My Mepps was rustier than this


Saturday, November 7, 2020

Clarissa, a catfish and the Frankenpike


In August 2004 I caught a 44lb carp, the same weight as Richard Walker’s record breaking common back in 1952. He named his fish Ravioli but thankfully someone else decided Clarissa was more flattering. My Clarissa was a common too, but I’m not a carp fisherman, I was after catfish.

Waveney Valley Lakes in Norfolk, a nature reserve and fishery endorsed by the late, great (albeit climate change naysayer) David Bellamy, is a beautiful place to be let alone fish. I booked a week on Marsh Lake, with a view to catch a catfish, beguiled by their uncomely strangeness and brute fighting strength, not to mention their size. Those big slimy tadpoles go to 65lb at Waveney Valley. I couldn’t even begin to imagine the sort of fight a fish of those proportions would give so I hoped I’d start off small and work my way up.

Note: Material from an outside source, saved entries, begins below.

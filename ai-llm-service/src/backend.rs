//! Backend abstraction: one `generate` capability over local and cloud models.
//!
//! Implementations:
//! - [`OllamaService`](crate::services::ollama_service::OllamaService): local, single attempt
//! - [`OpenAiService`](crate::services::open_ai_service::OpenAiService): single attempt
//! - [`CloudBackend`]: Gemini behind the shared [`RateLimiter`] and a [`RetryPolicy`]

use std::{future::Future, pin::Pin, sync::Arc};

use tracing::debug;

use crate::{
    config::llm_provider::LlmProvider,
    error_handler::AiLlmError,
    rate_limiter::RateLimiter,
    retry::RetryPolicy,
    services::gemini_service::GeminiService,
};

pub type BoxFuture<'a, T> = Pin<Box<dyn Future<Output = T> + Send + 'a>>;

/// Per-call overrides on top of the model config.
#[derive(Debug, Clone, Default)]
pub struct GenerateOptions {
    pub temperature: Option<f32>,
    pub max_tokens: Option<u32>,
    /// System instruction for chat-style providers. Ignored by Gemini and
    /// prepended to the prompt by Ollama.
    pub system: Option<String>,
}

impl GenerateOptions {
    pub fn with_max_tokens(mut self, n: u32) -> Self {
        self.max_tokens = Some(n);
        self
    }

    pub fn with_temperature(mut self, t: f32) -> Self {
        self.temperature = Some(t);
        self
    }
}

/// A text-generation backend.
pub trait LlmBackend: Send + Sync {
    /// Which provider serves this backend.
    fn kind(&self) -> LlmProvider;

    /// Model identifier used for generation.
    fn model(&self) -> &str;

    /// Generates a completion for `prompt`.
    fn generate<'a>(
        &'a self,
        prompt: &'a str,
        opts: &'a GenerateOptions,
    ) -> BoxFuture<'a, Result<String, AiLlmError>>;
}

/// Gemini with rate limiting and retry.
///
/// Every attempt first waits on the shared limiter, so retries are counted
/// against the same sliding window as first attempts.
pub struct CloudBackend {
    service: Arc<GeminiService>,
    limiter: Arc<RateLimiter>,
    policy: RetryPolicy,
}

impl CloudBackend {
    pub fn new(service: Arc<GeminiService>, limiter: Arc<RateLimiter>, policy: RetryPolicy) -> Self {
        Self {
            service,
            limiter,
            policy,
        }
    }
}

impl LlmBackend for CloudBackend {
    fn kind(&self) -> LlmProvider {
        LlmProvider::Gemini
    }

    fn model(&self) -> &str {
        self.service.model()
    }

    fn generate<'a>(
        &'a self,
        prompt: &'a str,
        opts: &'a GenerateOptions,
    ) -> BoxFuture<'a, Result<String, AiLlmError>> {
        Box::pin(async move {
            self.policy
                .run("gemini.generate", |attempt| async move {
                    let waited = self.limiter.acquire().await;
                    if !waited.is_zero() {
                        debug!(attempt, waited_ms = waited.as_millis(), "rate limiter delayed call");
                    }
                    self.service.generate_once(prompt, opts).await
                })
                .await
        })
    }
}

There was only me and one other fishing Marsh Lake, an unusual looking, elderly gentleman with more than a whiff of Catweazle about him. He had coarse grey hair to his shoulders, wore galoshes and an old waxed cagoule and wouldn’t have looked out of place on Ahab’s Pequod He had the perplexing habit of exclaiming “who me?”whenever I asked him a question when more often than not it was just me and him talking. I had to suppress the urge to shout “WHO ELSE FOR CHRISSAKE!” a lot during our chats. Despite his archaic appearance, his tackle was top draw, the very latest in carp fishing innovation, and his set up looked like a feature spread for Carp World. He was very proud of it and took great pleasure in cocking a sneer at my mishmash of assorted rods, reels and  threadbare brolly camp.

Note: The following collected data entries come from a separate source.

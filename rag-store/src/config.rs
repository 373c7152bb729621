//! Runtime configuration for ingestion and retrieval.

use std::{path::PathBuf, str::FromStr};

use crate::errors::RagError;

pub const DEFAULT_CHUNK_SIZE: usize = 1000;
pub const DEFAULT_CHUNK_OVERLAP: usize = 200;
pub const DEFAULT_MAX_TOKENS_PER_BATCH: usize = 200_000;
pub const DEFAULT_BULK_CREATE_THRESHOLD: usize = 100;
pub const DEFAULT_TOP_K: usize = 5;
pub const DEFAULT_SCORE_THRESHOLD: f32 = 0.1;

/// Configuration for ingestion and retrieval.
#[derive(Clone, Debug)]
pub struct RagConfig {
    /// Directory holding every `{name}_vectorstore/` collection.
    pub root: PathBuf,
    /// Chunk length in characters.
    pub chunk_size: usize,
    /// Characters shared between consecutive chunks.
    pub chunk_overlap: usize,
    /// Token budget of one embedding batch.
    pub max_tokens_per_batch: usize,
    /// A new collection with more chunks than this is created from the
    /// first batch and extended batch by batch.
    pub bulk_create_threshold: usize,
    pub default_top_k: usize,
    pub default_score_threshold: f32,
}

impl RagConfig {
    /// Defaults rooted at `root`.
    pub fn new_default(root: impl Into<PathBuf>) -> Self {
        Self {
            root: root.into(),
            chunk_size: DEFAULT_CHUNK_SIZE,
            chunk_overlap: DEFAULT_CHUNK_OVERLAP,
            max_tokens_per_batch: DEFAULT_MAX_TOKENS_PER_BATCH,
            bulk_create_threshold: DEFAULT_BULK_CREATE_THRESHOLD,
            default_top_k: DEFAULT_TOP_K,
            default_score_threshold: DEFAULT_SCORE_THRESHOLD,
        }
    }

    /// Reads `CHUNK_SIZE`, `CHUNK_OVERLAP`, `MAX_TOKENS_PER_BATCH`,
    /// `RAG_TOP_K` and `RAG_SCORE_THRESHOLD`, then validates.
    pub fn from_env(root: impl Into<PathBuf>) -> Result<Self, RagError> {
        let d = Self::new_default(root);
        let cfg = Self {
            chunk_size: env_parse("CHUNK_SIZE", d.chunk_size)?,
            chunk_overlap: env_parse("CHUNK_OVERLAP", d.chunk_overlap)?,
            max_tokens_per_batch: env_parse("MAX_TOKENS_PER_BATCH", d.max_tokens_per_batch)?,
            default_top_k: env_parse("RAG_TOP_K", d.default_top_k)?,
            default_score_threshold: env_parse("RAG_SCORE_THRESHOLD", d.default_score_threshold)?,
            ..d
        };
        cfg.validate()?;
        Ok(cfg)
    }

    /// Validates config values.
    pub fn validate(&self) -> Result<(), RagError> {
        if self.chunk_size == 0 {
            return Err(RagError::Config("chunk_size must be > 0".into()));
        }
        if self.chunk_overlap >= self.chunk_size {
            return Err(RagError::Config(format!(
                "chunk_overlap ({}) must be smaller than chunk_size ({})",
                self.chunk_overlap, self.chunk_size
            )));
        }
        if self.max_tokens_per_batch == 0 {
            return Err(RagError::Config("max_tokens_per_batch must be > 0".into()));
        }
        if self.default_top_k == 0 {
            return Err(RagError::Config("default_top_k must be > 0".into()));
        }
        if !self.default_score_threshold.is_finite() {
            return Err(RagError::Config("default_score_threshold must be finite".into()));
        }
        Ok(())
    }

    /// Directory of the collection `name`.
    pub fn collection_dir(&self, name: &str) -> PathBuf {
        self.root.join(format!("{name}_vectorstore"))
    }
}

fn env_parse<T: FromStr>(name: &str, default: T) -> Result<T, RagError> {
    match std::env::var(name) {
        Ok(v) if !v.trim().is_empty() => v
            .trim()
            .parse()
            .map_err(|_| RagError::Config(format!("{name} is not a valid number: {v}"))),
        _ => Ok(default),
    }
}

#[cfg(test)]
mod tests {
    use super::*;

    #[test]
    fn defaults_are_valid() {
        let cfg = RagConfig::new_default("/tmp/x");
        assert!(cfg.validate().is_ok());
        assert_eq!(cfg.collection_dir("rag_docs"), PathBuf::from("/tmp/x/rag_docs_vectorstore"));
    }

    #[test]
    fn overlap_must_be_smaller_than_size() {
        let mut cfg = RagConfig::new_default(".");
        cfg.chunk_overlap = cfg.chunk_size;
        assert!(matches!(cfg.validate(), Err(RagError::Config(_))));
    }
}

When I hooked my Clarissa her initial run were so powerful that before I could slow her she tore off parallel with the near bank straight through all of Catweazle’s three lines. The bite alarm’s catawaulling and light show alone could have filled an Ibiza dance floor. I felt very guilty at the time, more for the fish than for him but miraculously when I netted her the only terminal tackle visible was mine. He didn’t seen perturbed, however, and was gracious and congratulatory. “That’s the biggest carp in the lake,” he said, quietly. I wasn’t surprised, she was massive, the biggest freshwater fish I’d ever seen. Although saying that I had once caught a pike of similar rare proportions, but the two events couldn’t have been more different. 

Being in the presence of Clarissa was a joy, made more special by a fine, late summer morning with sunlight playing on her doubloon-like scales, whereas my pike was caught from a huge pit in the Lee Valley on a frigid, overcast December day and was a mottled, deformed leviathan so battle scarred she looked like she’d been swimming around since the Cretaceous. And to make her appearance all the more frightening, her entire left eye and part of her head was engulfed in an ugly tumorous growth of a ghastly mottled grey/red that looked like her brain was seeping through her eye socket. That December day was a fitting backdrop as it felt almost apocalyptic. I encountered no one else during that session, saw no one, spoke to no one. It was if the world had ended, and all that survived was me and the monster.

It all started with the rat. With a faint rustle, he popped out from the reeds only to immediately spin round and dive back in when he saw me. Next thing there was a plop as he’d apparently opted to travel by water rather than land. As he swam from left to right in the margins creating a little bow wave, a huge dark torpedo shape emerged from nowhere, tracking his progress. It hung motionless below the rat, which appeared oblivious to the threat. I braced myself for the strike, but it never came and the torpedo slid back into the shadows. 

It was an eerie sight, that pike. With trembling fingers I gently reeled in my popped up mackerel tail to within three metres of the bank, and waited. 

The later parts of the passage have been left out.